Return, word for word, the line that contains "pub mod error;" and every line after it through the end of the records.

____

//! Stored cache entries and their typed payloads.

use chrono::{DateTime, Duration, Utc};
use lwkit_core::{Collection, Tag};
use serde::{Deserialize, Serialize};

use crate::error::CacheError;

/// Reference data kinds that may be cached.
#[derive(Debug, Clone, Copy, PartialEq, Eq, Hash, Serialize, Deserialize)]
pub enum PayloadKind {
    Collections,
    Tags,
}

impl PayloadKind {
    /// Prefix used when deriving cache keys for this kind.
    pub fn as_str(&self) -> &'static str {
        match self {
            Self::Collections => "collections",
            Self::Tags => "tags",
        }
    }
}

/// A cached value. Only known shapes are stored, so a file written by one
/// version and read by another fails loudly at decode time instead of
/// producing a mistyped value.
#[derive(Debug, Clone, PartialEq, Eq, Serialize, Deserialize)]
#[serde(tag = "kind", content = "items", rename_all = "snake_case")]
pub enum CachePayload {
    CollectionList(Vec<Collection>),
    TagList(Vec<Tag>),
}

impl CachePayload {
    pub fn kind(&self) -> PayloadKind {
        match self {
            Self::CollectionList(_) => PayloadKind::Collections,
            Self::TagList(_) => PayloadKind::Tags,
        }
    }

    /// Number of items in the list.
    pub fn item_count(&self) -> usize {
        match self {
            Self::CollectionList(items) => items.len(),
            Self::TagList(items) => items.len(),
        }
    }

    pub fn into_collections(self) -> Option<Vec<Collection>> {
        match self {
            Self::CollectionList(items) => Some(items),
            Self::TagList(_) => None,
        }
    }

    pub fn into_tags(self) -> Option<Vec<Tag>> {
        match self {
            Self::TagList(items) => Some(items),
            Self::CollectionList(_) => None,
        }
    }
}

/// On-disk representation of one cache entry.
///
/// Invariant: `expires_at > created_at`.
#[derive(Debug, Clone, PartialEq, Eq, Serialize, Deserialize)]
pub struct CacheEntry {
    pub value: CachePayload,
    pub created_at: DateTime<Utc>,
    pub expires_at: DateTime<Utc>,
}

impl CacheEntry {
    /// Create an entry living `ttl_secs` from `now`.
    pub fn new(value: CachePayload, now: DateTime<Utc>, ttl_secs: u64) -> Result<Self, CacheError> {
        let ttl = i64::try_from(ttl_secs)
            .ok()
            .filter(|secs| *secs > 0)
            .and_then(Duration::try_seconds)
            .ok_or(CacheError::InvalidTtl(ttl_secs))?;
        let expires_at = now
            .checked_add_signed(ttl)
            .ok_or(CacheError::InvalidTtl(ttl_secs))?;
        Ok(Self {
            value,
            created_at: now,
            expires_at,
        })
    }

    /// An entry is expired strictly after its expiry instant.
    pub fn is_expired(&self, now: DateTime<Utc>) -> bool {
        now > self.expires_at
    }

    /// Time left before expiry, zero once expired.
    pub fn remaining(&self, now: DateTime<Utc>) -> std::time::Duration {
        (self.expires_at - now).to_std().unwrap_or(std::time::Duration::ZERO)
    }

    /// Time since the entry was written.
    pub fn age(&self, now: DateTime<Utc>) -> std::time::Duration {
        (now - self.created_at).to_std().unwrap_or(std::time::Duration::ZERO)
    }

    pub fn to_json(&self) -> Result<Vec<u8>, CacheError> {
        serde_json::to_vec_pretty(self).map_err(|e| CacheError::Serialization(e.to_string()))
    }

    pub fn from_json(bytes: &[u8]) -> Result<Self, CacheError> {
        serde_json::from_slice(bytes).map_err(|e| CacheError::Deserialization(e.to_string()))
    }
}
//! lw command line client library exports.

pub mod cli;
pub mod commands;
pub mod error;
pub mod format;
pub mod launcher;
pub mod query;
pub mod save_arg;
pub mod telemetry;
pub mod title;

____

*ANSWER FOR THE TASK*
pub mod error;
pub mod format;
pub mod launcher;
pub mod query;
pub mod save_arg;
pub mod telemetry;
pub mod title;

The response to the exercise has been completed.